*** Dataset ***
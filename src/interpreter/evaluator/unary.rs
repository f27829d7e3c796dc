use crate::{
    ast::UnaryOperator,
    error::RuntimeError,
    interpreter::{
        evaluator::core::{Context, EvalResult},
        value::core::Value,
    },
};

impl Context<'_> {
    /// Evaluates a unary operation on a value.
    ///
    /// Supported operators:
    /// - `Negate`: numeric negation; booleans count as `1` and `0`.
    /// - `Not`: logical negation of the value's truthiness.
    ///
    /// # Parameters
    /// - `op`: Unary operator.
    /// - `value`: Input value.
    /// - `line`: Line number for error reporting.
    ///
    /// # Returns
    /// The computed `Value` wrapped in `EvalResult`.
    ///
    /// # Errors
    /// `TypeError` when negating a string.
    ///
    /// # Example
    /// ```
    /// use pebble::{
    ///     ast::UnaryOperator,
    ///     interpreter::{evaluator::core::Context, value::core::Value},
    /// };
    ///
    /// let v = Context::eval_unary(UnaryOperator::Negate, &Value::Number(5.0), 1).unwrap();
    /// assert_eq!(v, Value::Number(-5.0));
    ///
    /// let v = Context::eval_unary(UnaryOperator::Not, &Value::Number(0.0), 1).unwrap();
    /// assert_eq!(v, Value::Bool(true));
    /// ```
    pub fn eval_unary(op: UnaryOperator, value: &Value, line: usize) -> EvalResult<Value> {
        match op {
            UnaryOperator::Negate => match value {
                Value::Str(_) => Err(RuntimeError::TypeError { details: "cannot negate a string".to_string(),
                                                               line }),
                _ => Ok(Value::Number(-value.as_number(line)?)),
            },
            UnaryOperator::Not => Ok(Value::Bool(!value.is_truthy())),
        }
    }
}
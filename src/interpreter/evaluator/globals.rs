use std::collections::HashMap;

use crate::{
    error::RuntimeError,
    interpreter::{evaluator::core::EvalResult, value::core::Value},
};

/// The global variable table.
///
/// Entries are created on first assignment and overwritten by later ones;
/// nothing is ever removed. There is exactly one scope.
///
/// # Example
/// ```
/// use pebble::interpreter::{evaluator::globals::Globals, value::core::Value};
///
/// let mut globals = Globals::new();
/// globals.assign("x", Value::Number(1.0));
/// globals.assign("x", Value::from("one"));
///
/// assert_eq!(globals.len(), 1);
/// assert_eq!(globals.get("x"), Some(&Value::from("one")));
/// assert!(globals.lookup("y", 3).is_err());
/// ```
#[derive(Debug, Clone, Default)]
pub struct Globals {
    values: HashMap<String, Value>,
}

impl Globals {
    /// Creates an empty table.
    #[must_use]
    pub fn new() -> Self {
        Self::default()
    }

    /// Returns the current value of `name`, if it has been assigned.
    #[must_use]
    pub fn get(&self, name: &str) -> Option<&Value> {
        self.values.get(name)
    }

    /// Returns a copy of the current value of `name`.
    ///
    /// # Errors
    /// Returns `RuntimeError::UnknownVariable` if `name` was never assigned.
    pub fn lookup(&self, name: &str, line: usize) -> EvalResult<Value> {
        self.values
            .get(name)
            .cloned()
            .ok_or_else(|| RuntimeError::UnknownVariable { name: name.to_string(),
                                                           line })
    }

    /// Stores `value` under `name`, replacing any previous value in place.
    pub fn assign(&mut self, name: &str, value: Value) {
        if let Some(slot) = self.values.get_mut(name) {
            *slot = value;
        } else {
            self.values.insert(name.to_string(), value);
        }
    }

    /// Number of variables defined so far.
    #[must_use]
    pub fn len(&self) -> usize {
        self.values.len()
    }

    /// Returns `true` if no variable has been assigned yet.
    #[must_use]
    pub fn is_empty(&self) -> bool {
        self.values.is_empty()
    }

    /// Iterates over all variables in unspecified order.
    pub fn iter(&self) -> impl Iterator<Item = (&str, &Value)> {
        self.values.iter().map(|(name, value)| (name.as_str(), value))
    }
}
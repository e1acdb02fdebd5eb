//! State management module for Timefighter.
//!
//! - `config` - Round length and tick cadence
//! - `game` - Score / time left / started flag, and the suspend snapshot
//! - `clock` - Caller-driven countdown clock
//! - `session` - Session controller tying one game to one live clock
//!
//! # Architecture
//!
//! ```text
//! ┌───────────────────────────────────────────────────────────────┐
//! │                          Session                               │
//! │                                                                │
//! │   tap ──▶ GameState.tap() ──first tap──▶ GameClock.start()     │
//! │                                                                │
//! │   advance(ms) ──▶ GameClock ──Tick──▶ GameState.on_tick()      │
//! │                      │                                         │
//! │                      └──Finished──▶ RoundEnded, reset,         │
//! │                                     new GameClock              │
//! │                                                                │
//! │   suspend ──▶ cancel clock, Snapshot ──▶ host                  │
//! │   resume(Snapshot) ──▶ restore, new GameClock, start           │
//! └───────────────────────────────────────────────────────────────┘
//! ```
//!
//! All calls happen on one thread of control; the session owns both the
//! game state and the clock.

pub mod clock;
pub mod config;
pub mod game;
pub mod session;

// Re-export commonly used types
pub use clock::{ClockSignal, ClockSignalKind, ClockStatus, GameClock};
pub use config::{GameConfig, TICK_INTERVAL_MS, TOTAL_DURATION_SECONDS};
pub use game::{GameError, GameState, Snapshot, TapResult};
pub use session::{GameEvent, RoundRecord, Session};
//! Session controller.
//!
//! Binds one [`GameState`] to at most one live [`GameClock`]. Every clock
//! replacement cancels the previous clock first and bumps the generation, so
//! signals from an old clock are recognised and dropped.

use chrono::{DateTime, Utc};
use log::{debug, trace, warn};

use super::clock::{ClockSignal, ClockSignalKind, ClockStatus, GameClock};
use super::config::GameConfig;
use super::game::{GameError, GameState, Snapshot, TapResult};

/// Events for the display collaborator.
#[derive(Debug, Clone, Copy, PartialEq, Eq)]
pub enum GameEvent {
    ScoreChanged { score: u32 },
    TimeChanged { seconds_remaining: u32 },
    RoundEnded { final_score: u32 },
}

impl GameEvent {
    pub fn as_str(&self) -> &'static str {
        match self {
            Self::ScoreChanged { .. } => "score_changed",
            Self::TimeChanged { .. } => "time_changed",
            Self::RoundEnded { .. } => "round_ended",
        }
    }

    pub fn to_json(&self) -> serde_json::Value {
        match self {
            Self::ScoreChanged { score } => serde_json::json!({
                "type": self.as_str(),
                "score": score
            }),
            Self::TimeChanged { seconds_remaining } => serde_json::json!({
                "type": self.as_str(),
                "seconds_remaining": seconds_remaining
            }),
            Self::RoundEnded { final_score } => serde_json::json!({
                "type": self.as_str(),
                "final_score": final_score
            }),
        }
    }
}

/// A finished round.
#[derive(Debug, Clone, PartialEq, Eq)]
pub struct RoundRecord {
    pub final_score: u32,
    /// When the clock started (first tap, or resume for restored rounds)
    pub started_at: DateTime<Utc>,
    pub ended_at: DateTime<Utc>,
}

/// One player's game session.
#[derive(Debug)]
pub struct Session {
    config: GameConfig,
    state: GameState,
    clock: GameClock,
    /// Generation of the most recently built clock
    generation: u64,
    /// Events not yet taken by the display
    events: Vec<GameEvent>,
    suspended: bool,
    round_started_at: Option<DateTime<Utc>>,
    last_round: Option<RoundRecord>,
}

impl Default for Session {
    fn default() -> Self {
        Self::new()
    }
}

impl Session {
    /// Fresh session with the default 60 second round.
    pub fn new() -> Self {
        Self::with_config(GameConfig::default())
    }

    /// Fresh session; an invalid config falls back to the default.
    pub fn with_config(config: GameConfig) -> Self {
        let config = match config.validate() {
            Ok(()) => config,
            Err(e) => {
                warn!("{}, using default config", e);
                GameConfig::default()
            }
        };

        let mut session = Self {
            config,
            state: GameState::new(config.total_duration_seconds),
            clock: GameClock::new(0),
            generation: 0,
            events: Vec::new(),
            suspended: false,
            round_started_at: None,
            last_round: None,
        };
        session.reset_round();
        debug!("Session created. Score is: {}", session.state.score());
        session
    }

    pub fn config(&self) -> &GameConfig {
        &self.config
    }

    pub fn state(&self) -> &GameState {
        &self.state
    }

    pub fn clock(&self) -> &GameClock {
        &self.clock
    }

    pub fn is_suspended(&self) -> bool {
        self.suspended
    }

    pub fn last_round(&self) -> Option<&RoundRecord> {
        self.last_round.as_ref()
    }

    /// Drain pending display events, oldest first.
    pub fn take_events(&mut self) -> Vec<GameEvent> {
        std::mem::take(&mut self.events)
    }

    /// Player tap. The first tap of a round starts the clock.
    pub fn tap(&mut self) -> TapResult {
        let result = self.state.tap();
        self.events.push(GameEvent::ScoreChanged {
            score: result.new_score,
        });

        if result.game_just_started {
            self.start_clock(self.config.total_duration_ms());
            debug!("Round started on clock {}", self.generation);
        }
        result
    }

    /// Advance simulated time on the active clock and apply due signals.
    pub fn advance(&mut self, elapsed_ms: u64) {
        for signal in self.clock.advance(elapsed_ms) {
            self.handle_signal(signal);
        }
    }

    /// Apply one clock signal. Signals from a replaced or cancelled clock
    /// are discarded.
    pub fn handle_signal(&mut self, signal: ClockSignal) {
        if signal.generation != self.clock.generation()
            || self.clock.status() == ClockStatus::Idle
        {
            trace!(
                "Discarding stale {:?} from clock {} (active clock {} is {})",
                signal.kind,
                signal.generation,
                self.clock.generation(),
                self.clock.status().as_str()
            );
            return;
        }

        match signal.kind {
            ClockSignalKind::Tick { remaining_seconds } => {
                trace!("Tick: {}s left", remaining_seconds);
                self.state.on_tick(remaining_seconds);
                self.events.push(GameEvent::TimeChanged {
                    seconds_remaining: remaining_seconds,
                });
            }
            ClockSignalKind::Finished => self.end_round(),
        }
    }

    /// Current snapshot, without touching the clock.
    pub fn save_snapshot(&self) -> Snapshot {
        self.state.save_snapshot()
    }

    /// Host is about to suspend: stop the clock and hand back the snapshot.
    pub fn suspend(&mut self) -> Snapshot {
        self.clock.cancel();
        self.suspended = true;

        let snapshot = self.save_snapshot();
        debug!(
            "Suspending: saving score {} & time left {}",
            snapshot.score, snapshot.time_left_seconds
        );
        snapshot
    }

    /// Resume a suspended round. The clock restarts from the snapshot's time
    /// left, not from the full round.
    ///
    /// An invalid snapshot resets to a fresh game and the error is returned
    /// as a warning for the host.
    pub fn resume(&mut self, snapshot: &Snapshot) -> Result<(), GameError> {
        self.suspended = false;

        if let Err(e) = self.state.restore(snapshot) {
            warn!("{}, starting a fresh game", e);
            self.reset_round();
            return Err(e);
        }

        let time_left = self.state.time_left_seconds();
        self.replace_clock();
        self.start_clock(u64::from(time_left) * 1000);
        self.events.push(GameEvent::ScoreChanged {
            score: self.state.score(),
        });
        self.events.push(GameEvent::TimeChanged {
            seconds_remaining: time_left,
        });

        debug!(
            "Resumed with score {} & time left {} on clock {}",
            self.state.score(),
            time_left,
            self.generation
        );
        Ok(())
    }

    /// Host is tearing the session down.
    pub fn shutdown(&mut self) {
        self.clock.cancel();
        debug!("Session shut down with score {}", self.state.score());
    }

    fn start_clock(&mut self, duration_ms: u64) {
        self.clock.start(duration_ms, self.config.tick_interval_ms);
        self.suspended = false;
        self.round_started_at = Some(Utc::now());
    }

    fn end_round(&mut self) {
        let final_score = self.state.score();
        let ended_at = Utc::now();

        self.events.push(GameEvent::RoundEnded { final_score });
        self.last_round = Some(RoundRecord {
            final_score,
            started_at: self.round_started_at.unwrap_or(ended_at),
            ended_at,
        });
        debug!("Round over! Final score: {}", final_score);

        self.reset_round();
    }

    fn reset_round(&mut self) {
        self.state.reset(self.config.total_duration_seconds);
        self.replace_clock();
        self.round_started_at = None;

        self.events.push(GameEvent::ScoreChanged { score: 0 });
        self.events.push(GameEvent::TimeChanged {
            seconds_remaining: self.config.total_duration_seconds,
        });
    }

    /// Cancel the active clock, then swap in a new idle one.
    fn replace_clock(&mut self) {
        self.clock.cancel();
        self.generation += 1;
        self.clock = GameClock::new(self.generation);
    }
}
*** End of Dataset ***
Brief:
Return, word for word, the lines of the data above from the line with "#[derive(Debug, Clone, Default)]" through the line with "been assigned yet.", inclusive.

Solution:
#[derive(Debug, Clone, Default)]
pub struct Globals {
    values: HashMap<String, Value>,
}

impl Globals {
    /// Creates an empty table.
    #[must_use]
    pub fn new() -> Self {
        Self::default()
    }

    /// Returns the current value of `name`, if it has been assigned.
    #[must_use]
    pub fn get(&self, name: &str) -> Option<&Value> {
        self.values.get(name)
    }

    /// Returns a copy of the current value of `name`.
    ///
    /// # Errors
    /// Returns `RuntimeError::UnknownVariable` if `name` was never assigned.
    pub fn lookup(&self, name: &str, line: usize) -> EvalResult<Value> {
        self.values
            .get(name)
            .cloned()
            .ok_or_else(|| RuntimeError::UnknownVariable { name: name.to_string(),
                                                           line })
    }

    /// Stores `value` under `name`, replacing any previous value in place.
    pub fn assign(&mut self, name: &str, value: Value) {
        if let Some(slot) = self.values.get_mut(name) {
            *slot = value;
        } else {
            self.values.insert(name.to_string(), value);
        }
    }

    /// Number of variables defined so far.
    #[must_use]
    pub fn len(&self) -> usize {
        self.values.len()
    }

    /// Returns `true` if no variable has been assigned yet.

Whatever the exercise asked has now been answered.